Now on to today’s topic, fine motor activities!

These winter fine motor activities can help kids develop the hand strength and fine motor skills needed for every day tasks, all with a winter theme.

Winter fine motor activities are fun ways to build hand strength.

Winter Fine Motor Activities

Winter is a great time to work on fine motor skills. It’s so functional! You can help kids by getting those hands moving so they have the finger dexterity, pinch strength, and finger isolation to put on a pair of gloves.

You can address gross hand grasp, arch development, and bilateral coordination skills so kids can pull on a pair of boots.
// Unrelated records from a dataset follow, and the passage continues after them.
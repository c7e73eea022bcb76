use axum::{
    http::StatusCode,
    response::{IntoResponse, Response},
    Json,
};
use dashboard_core::DashboardError;
use serde_json::json;

/// 任务不存在时引导回任务列表
pub const TASK_LIST_PATH: &str = "/tasks";

#[derive(Debug, thiserror::Error)]
pub enum ApiError {
    #[error("看板错误: {0}")]
    Dashboard(#[from] DashboardError),

    #[error("序列化错误: {0}")]
    Serialization(#[from] serde_json::Error),

    #[error("请求参数错误: {0}")]
    BadRequest(String),

    #[error("未找到资源")]
    NotFound,

    #[error("内部服务器错误: {0}")]
    Internal(String),
}

impl IntoResponse for ApiError {
    fn into_response(self) -> Response {
        let mut redirect_to = None;
        let (status, error_message, error_type, suggestions) = match &self {
            ApiError::Dashboard(DashboardError::UpstreamUnavailable { service, message }) => (
                StatusCode::SERVICE_UNAVAILABLE,
                format!("上游服务 {service} 不可用: {message}"),
                "UPSTREAM_UNAVAILABLE",
                vec![
                    format!("请检查 {service} 是否正在运行"),
                    "稍后刷新页面重试".to_string(),
                ],
            ),
            ApiError::Dashboard(DashboardError::MalformedResponse { service, message }) => (
                StatusCode::BAD_GATEWAY,
                format!("上游服务 {service} 返回了无法识别的数据: {message}"),
                "MALFORMED_UPSTREAM_RESPONSE",
                vec![format!("请确认 {service} 的版本与看板兼容")],
            ),
            ApiError::Dashboard(DashboardError::NotFound { resource }) => {
                redirect_to = Some(TASK_LIST_PATH);
                (
                    StatusCode::NOT_FOUND,
                    format!("{resource} 不存在"),
                    "NOT_FOUND",
                    vec!["使用 GET /api/tasks 查看所有任务".to_string()],
                )
            }
            ApiError::Dashboard(DashboardError::Validation(msg)) => (
                StatusCode::BAD_REQUEST,
                format!("参数验证失败: {msg}"),
                "VALIDATION_ERROR",
                vec!["请检查请求参数是否符合要求".to_string()],
            ),
            ApiError::Serialization(err) => (
                StatusCode::BAD_REQUEST,
                "请求数据格式错误".to_string(),
                "SERIALIZATION_ERROR",
                vec![
                    "请检查JSON格式是否正确".to_string(),
                    format!("详细错误: {err}"),
                ],
            ),
            ApiError::BadRequest(msg) => (
                StatusCode::BAD_REQUEST,
                format!("请求参数错误: {msg}"),
                "BAD_REQUEST",
                vec!["请检查请求格式和参数".to_string()],
            ),
            ApiError::NotFound => (
                StatusCode::NOT_FOUND,
                "请求的资源不存在".to_string(),
                "NOT_FOUND",
                vec!["请检查请求URL是否正确".to_string()],
            ),
            ApiError::Dashboard(DashboardError::Configuration(msg) | DashboardError::Internal(msg))
            | ApiError::Internal(msg) => (
                StatusCode::INTERNAL_SERVER_ERROR,
                "系统内部错误".to_string(),
                "INTERNAL_ERROR",
                vec![
                    "系统遇到内部错误，请稍后重试".to_string(),
                    format!("错误详情: {msg}"),
                ],
            ),
        };

        let mut error = json!({
            "message": error_message,
            "type": error_type,
            "code": status.as_u16(),
            "suggestions": suggestions,
            "timestamp": chrono::Utc::now().to_rfc3339(),
        });
        if let Some(path) = redirect_to {
            error["redirect_to"] = json!(path);
        }

        (status, Json(json!({ "error": error }))).into_response()
    }
}

pub type ApiResult<T> = Result<T, ApiError>;
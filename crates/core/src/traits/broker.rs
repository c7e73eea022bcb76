use async_trait::async_trait;

use crate::{
    models::{BrokerOverview, QueueSnapshot},
    DashboardResult,
};

/// Broker 管理接口
///
/// 只读访问 Broker 的 HTTP 管理 API。实现方需要把网络失败转换为
/// `UpstreamUnavailable`，把无法解析的响应转换为 `MalformedResponse`。
#[async_trait]
pub trait BrokerClient: Send + Sync {
    /// 获取 Broker 全局概览
    async fn overview(&self) -> DashboardResult<BrokerOverview>;

    /// 列出所有队列的快照
    async fn list_queues(&self) -> DashboardResult<Vec<QueueSnapshot>>;

    /// 获取单个队列快照，队列不存在时返回 `None`
    async fn get_queue(&self, vhost: &str, name: &str) -> DashboardResult<Option<QueueSnapshot>>;
}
You can work on precision, separation of the sides of the hand, eye-hand coordination, and in-hand manipulation skills so kids can zipper and button winter coats. All of these are functional winter tasks!

We used those same hole reinforcer stickers to make a fine motor snowman craft that boosts skills like tip to tip precision, separation of the sides of the hand, and arch strength. 

Many winter fine motor activities can be adjusted to meet the needs of the individual. For example, these snow globe letter puzzle cards can address fine motor skills to color and manipulate the cards. The winter-themed activity can be modified to meet the needs of the individual: using less or more cards, incorporating fine or gross motor input, and positioning the cards in different planes or surfaces to work on various levels of fine motor control. It’s just one more way to make therapy skills like fine motor dexterity fun with a winter theme!

Similarly, this snow globe deep breathing exercise can be modified to address fine motor skills. Ask users to point and trace the breathing lines to integrate finger isolation, separation of the sides of the hand, and eye-hand coordination. Then, they can “draw” the same shape on their palm using their finger to point as they breathe. It’s a bilateral coordination and fine motor task that addresses self-regulation, too.

Print off this mitten printable for fine motor skill work while developing other areas like eye-hand coordination, motor planning, precision, and more.

This winter clothing worksheet is focused on tracing numbers. But, this hands-on activity can address many fine motor skills, too. Ask kids to color the pictures. then, they can cut out each number strip to work on scissor skills. Then, ask them to write the winter clothing word. Finally, they can write the number to work on number formation skills. But what if you asked them to then roll the same number of play dough balls for each number? What a great way to work on hand strength. If you asked the child to place the correct number of mini erasers or coins on the table or in a slotted top, they can incorporate in-hand manipulation skills, too.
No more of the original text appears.